---- Data listing

//! Point-record CSV reader (Catlin Seaview Survey layout).
//!
//! Each row marks a single point on an image. Columns, by position:
//!
//! | index | content |
//! |---|---|
//! | 0 | image key; the image file is `<key>.jpg` |
//! | 1 | y (integer pixels) |
//! | 2 | x (integer pixels) |
//! | 3 | descriptive label name (unused) |
//! | 4 | label |
//! | 5 | functional group (unused) |
//! | 7 | dataset tag |
//!
//! Every point becomes a fixed-size patch centred on it. A patch is kept only
//! when it lies strictly inside the image (see
//! [`BBox::fits_strictly_within`]); rejected patches are dropped silently.
//! A unit is emitted for an image only when at least one patch survived.
//!
//! Image sizes come from the image file header, not from the CSV.
//!
//! # Grouping
//!
//! - [`GroupingMode::Buffered`] reads the whole file first and groups rows by
//!   image key, so rows of one image need not be contiguous. Units follow the
//!   order in which keys first appear. No header row is skipped.
//! - [`GroupingMode::Streaming`] skips the first row as a header and emits an
//!   image's unit as soon as the key changes (and at the end of the input).
//!   Rows of one image must be contiguous: a key that comes back after its
//!   unit was emitted aborts the parse.

use std::collections::{HashMap, HashSet};
use std::fs::File;
use std::io::{BufReader, Read};
use std::path::Path;

use log::{debug, trace};

use super::{
    AnnotationFileParser, BBox, ImageAnnotation, ImageLookup, LabelRegistry, ObjectAnnotation,
    ParseStats,
};
use crate::error::AnnopackError;
use crate::pipeline::{notify_annotation, AnnotationListener, AnnotationListeners, Shared};

const IMAGE_SUFFIX: &str = ".jpg";
const MIN_COLUMNS: usize = 8;
const PROGRESS_EVERY: u64 = 1000;
const MIN_PATCH_SIZE: u32 = 2;

/// How rows are grouped into per-image units.
#[derive(Clone, Copy, Debug, Default, PartialEq, Eq)]
pub enum GroupingMode {
    #[default]
    Buffered,
    Streaming,
}

/// One parsed CSV row. Descriptive columns are kept for logging only.
#[derive(Clone, Debug)]
struct PointRow {
    key: String,
    x: i64,
    y: i64,
    label_name: String,
    label: String,
    func_group: String,
}

/// An image whose rows are still being collected.
struct PendingImage {
    image: ImageAnnotation,
    objects: Vec<ObjectAnnotation>,
}

pub struct PointCsvParser<L> {
    listeners: AnnotationListeners,
    images: L,
    patch_width: u32,
    patch_height: u32,
    dataset_filter: Option<String>,
    mode: GroupingMode,
    labels: Option<Shared<LabelRegistry>>,
    fresh_labels: bool,
    stats: ParseStats,
}

impl<L: ImageLookup> PointCsvParser<L> {
    pub fn new(
        listeners: AnnotationListeners,
        images: L,
        patch_width: u32,
        patch_height: u32,
    ) -> Self {
        debug!("Available images: {}", images.len());
        debug!("image_patch_width: {patch_width}");
        debug!("image_patch_height: {patch_height}");
        Self {
            listeners,
            images,
            patch_width,
            patch_height,
            dataset_filter: None,
            mode: GroupingMode::default(),
            labels: None,
            fresh_labels: false,
            stats: ParseStats::default(),
        }
    }

    /// Only rows whose dataset tag equals `dataset` are considered.
    pub fn with_dataset_filter(mut self, dataset: impl Into<String>) -> Self {
        let dataset = dataset.into();
        debug!("dataset_filter: {dataset}");
        self.dataset_filter = Some(dataset);
        self
    }

    pub fn with_mode(mut self, mode: GroupingMode) -> Self {
        self.mode = mode;
        self
    }

    /// Registers every accepted label with `labels`. With `fresh` set, the
    /// registry is cleared at the start of each parse.
    pub fn with_labels(mut self, labels: Shared<LabelRegistry>, fresh: bool) -> Self {
        self.labels = Some(labels);
        self.fresh_labels = fresh;
        self
    }

    pub fn register(&mut self, listener: Shared<dyn AnnotationListener>) {
        self.listeners.push(listener);
    }

    /// Patch sides are halved with floor division, so anything below 2 gives
    /// a box with no area.
    pub fn check_patch_size(patch_width: u32, patch_height: u32) -> Result<(), AnnopackError> {
        if patch_width < MIN_PATCH_SIZE || patch_height < MIN_PATCH_SIZE {
            return Err(AnnopackError::InvalidArgument(format!(
                "patch size {patch_width}x{patch_height} is too small; \
                 width and height must be at least {MIN_PATCH_SIZE}"
            )));
        }
        Ok(())
    }

    /// Parses CSV held in memory.
    pub fn parse_str(&mut self, csv: &str) -> Result<(), AnnopackError> {
        self.parse_reader(csv.as_bytes(), Path::new("<string>"))
    }

    fn parse_reader<R: Read>(&mut self, reader: R, path: &Path) -> Result<(), AnnopackError> {
        Self::check_patch_size(self.patch_width, self.patch_height)?;
        if self.fresh_labels {
            if let Some(labels) = &self.labels {
                labels.borrow_mut().clear();
            }
        }

        let mut csv_reader = csv::ReaderBuilder::new()
            .has_headers(false)
            .flexible(true)
            .from_reader(reader);

        match self.mode {
            GroupingMode::Buffered => self.parse_buffered(&mut csv_reader, path),
            GroupingMode::Streaming => self.parse_streaming(&mut csv_reader, path),
        }
    }

    fn parse_buffered<R: Read>(
        &mut self,
        csv_reader: &mut csv::Reader<R>,
        path: &Path,
    ) -> Result<(), AnnopackError> {
        let mut groups: Vec<(String, Vec<PointRow>)> = Vec::new();
        let mut group_index: HashMap<String, usize> = HashMap::new();

        for (row_count, record) in csv_reader.records().enumerate() {
            log_progress(row_count as u64);
            let record = read_record(record, path)?;
            self.stats.records += 1;
            let Some(row) = self.filtered_row(&record, path)? else {
                continue;
            };
            let idx = *group_index.entry(row.key.clone()).or_insert_with(|| {
                groups.push((row.key.clone(), Vec::new()));
                groups.len() - 1
            });
            groups[idx].1.push(row);
        }

        let image_count = groups.len();
        for (key, rows) in groups {
            let mut pending = self.open_image(&key)?;
            for row in &rows {
                self.accept_point(&mut pending, row);
            }
            self.flush(pending)?;
        }
        debug!("{image_count} images parsed.");
        Ok(())
    }

    fn parse_streaming<R: Read>(
        &mut self,
        csv_reader: &mut csv::Reader<R>,
        path: &Path,
    ) -> Result<(), AnnopackError> {
        let mut current: Option<(String, PendingImage)> = None;
        let mut flushed: HashSet<String> = HashSet::new();
        let mut image_count = 0;

        for (row_count, record) in csv_reader.records().enumerate() {
            log_progress(row_count as u64);
            let record = read_record(record, path)?;
            if row_count == 0 {
                // header
                continue;
            }
            self.stats.records += 1;
            let Some(row) = self.filtered_row(&record, path)? else {
                continue;
            };

            let same_image = matches!(&current, Some((key, _)) if *key == row.key);
            if !same_image {
                if let Some((key, pending)) = current.take() {
                    self.flush(pending)?;
                    flushed.insert(key);
                }
                if flushed.contains(&row.key) {
                    return Err(AnnopackError::PointCsvParse {
                        path: path.to_path_buf(),
                        line: record.position().map(|p| p.line()).unwrap_or(0),
                        message: format!(
                            "rows for image {} are not contiguous; use buffered grouping",
                            row.key
                        ),
                    });
                }
                image_count += 1;
                current = Some((row.key.clone(), self.open_image(&row.key)?));
            }
            if let Some((_, pending)) = current.as_mut() {
                self.accept_point(pending, &row);
            }
        }

        if let Some((_, pending)) = current.take() {
            self.flush(pending)?;
        }
        debug!("{image_count} images parsed.");
        Ok(())
    }

    /// Parses a record, or returns `None` when the dataset filter rejects it.
    /// Numeric columns are only checked for rows that pass the filter.
    fn filtered_row(
        &self,
        record: &csv::StringRecord,
        path: &Path,
    ) -> Result<Option<PointRow>, AnnopackError> {
        let line = record.position().map(|p| p.line()).unwrap_or(0);
        if record.len() < MIN_COLUMNS {
            return Err(AnnopackError::PointCsvParse {
                path: path.to_path_buf(),
                line,
                message: format!(
                    "expected at least {MIN_COLUMNS} columns, found {}",
                    record.len()
                ),
            });
        }

        let dataset = record[7].trim();
        if let Some(filter) = &self.dataset_filter {
            if filter != dataset {
                return Ok(None);
            }
        }

        Ok(Some(PointRow {
            key: record[0].trim().to_string(),
            y: parse_i64_field(&record[1], "y", path, line)?,
            x: parse_i64_field(&record[2], "x", path, line)?,
            label_name: record[3].to_string(),
            label: record[4].trim().to_string(),
            func_group: record[5].to_string(),
        }))
    }

    fn open_image(&mut self, key: &str) -> Result<PendingImage, AnnopackError> {
        let image_path = self.images.lookup(&format!("{key}{IMAGE_SUFFIX}"))?;
        let (width, height) = read_image_dimensions(&image_path)?;
        self.stats.images += 1;
        Ok(PendingImage {
            image: ImageAnnotation::new(image_path.to_string_lossy(), width, height),
            objects: Vec::new(),
        })
    }

    fn accept_point(&mut self, pending: &mut PendingImage, row: &PointRow) {
        let patch = BBox::centered_patch(row.x, row.y, self.patch_width, self.patch_height);
        if !patch.fits_strictly_within(pending.image.width(), pending.image.height()) {
            trace!(
                "rejecting {} ({}, {}) '{}' in {}",
                row.label,
                row.x,
                row.y,
                row.label_name,
                row.key
            );
            self.stats.boxes_rejected += 1;
            return;
        }
        trace!(
            "accepting {} ({}) at ({}, {}) in {}",
            row.label,
            row.func_group,
            row.x,
            row.y,
            row.key
        );
        if let Some(labels) = &self.labels {
            labels.borrow_mut().register(&row.label);
        }
        self.stats.boxes_accepted += 1;
        pending
            .objects
            .push(ObjectAnnotation::from_bbox(row.label.clone(), patch));
    }

    fn flush(&mut self, pending: PendingImage) -> Result<(), AnnopackError> {
        if pending.objects.is_empty() {
            return Ok(());
        }
        self.stats.units_emitted += 1;
        notify_annotation(&self.listeners, &pending.image, &pending.objects)
    }
}

impl<L: ImageLookup> AnnotationFileParser for PointCsvParser<L> {
    fn parse(&mut self, path: &Path) -> Result<(), AnnopackError> {
        debug!("annotation_filename: {}", path.display());
        let file = File::open(path).map_err(|source| AnnopackError::AnnotationRead {
            path: path.to_path_buf(),
            source,
        })?;
        self.parse_reader(BufReader::new(file), path)
    }

    fn stats(&self) -> ParseStats {
        self.stats
    }
}

fn read_record(
    record: Result<csv::StringRecord, csv::Error>,
    path: &Path,
) -> Result<csv::StringRecord, AnnopackError> {
    record.map_err(|source| AnnopackError::PointCsvRead {
        path: path.to_path_buf(),
        source,
    })
}

fn parse_i64_field(
    raw: &str,
    field: &str,
    path: &Path,
    line: u64,
) -> Result<i64, AnnopackError> {
    raw.trim()
        .parse::<i64>()
        .map_err(|_| AnnopackError::PointCsvParse {
            path: path.to_path_buf(),
            line,
            message: format!("invalid {field} '{raw}'; expected an integer"),
        })
}

fn read_image_dimensions(path: &Path) -> Result<(u32, u32), AnnopackError> {
    let size = imagesize::size(path).map_err(|source| AnnopackError::ImageDimensionRead {
        path: path.to_path_buf(),
        source,
    })?;
    let width = u32::try_from(size.width).map_err(|_| {
        AnnopackError::InvalidArgument(format!(
            "image width {} of {} does not fit in u32",
            size.width,
            path.display()
        ))
    })?;
    let height = u32::try_from(size.height).map_err(|_| {
        AnnopackError::InvalidArgument(format!(
            "image height {} of {} does not fit in u32",
            size.height,
            path.display()
        ))
    })?;
    Ok((width, height))
}

fn log_progress(row_count: u64) {
    if row_count % PROGRESS_EVERY == 0 {
        debug!("rows processed: {row_count}");
    }
}

/// Fuzz-only entrypoint: runs the row parser and patch filter over arbitrary
/// bytes without touching any image file. Returns the number of patches that
/// would fit a 4000x3000 image.
#[cfg(feature = "fuzzing")]
pub fn fuzz_parse_point_rows(bytes: &[u8]) -> Result<usize, AnnopackError> {
    let parser = PointCsvParser::new(
        Vec::new(),
        HashMap::<String, std::path::PathBuf>::new(),
        20,
        20,
    );
    let path = Path::new("<bytes>");
    let mut csv_reader = csv::ReaderBuilder::new()
        .has_headers(false)
        .flexible(true)
        .from_reader(bytes);
    let mut fitting = 0;
    for record in csv_reader.records() {
        let record = read_record(record, path)?;
        if let Some(row) = parser.filtered_row(&record, path)? {
            let patch =
                BBox::centered_patch(row.x, row.y, parser.patch_width, parser.patch_height);
            if patch.fits_strictly_within(4000, 3000) {
                fitting += 1;
            }
        }
    }
    Ok(fitting)
}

--------

* About this exercise
Go through the entries and copy every line that has "kept".

* Solution to the exercise
//! Every point becomes a fixed-size patch centred on it. A patch is kept only
/// One parsed CSV row. Descriptive columns are kept for logging only.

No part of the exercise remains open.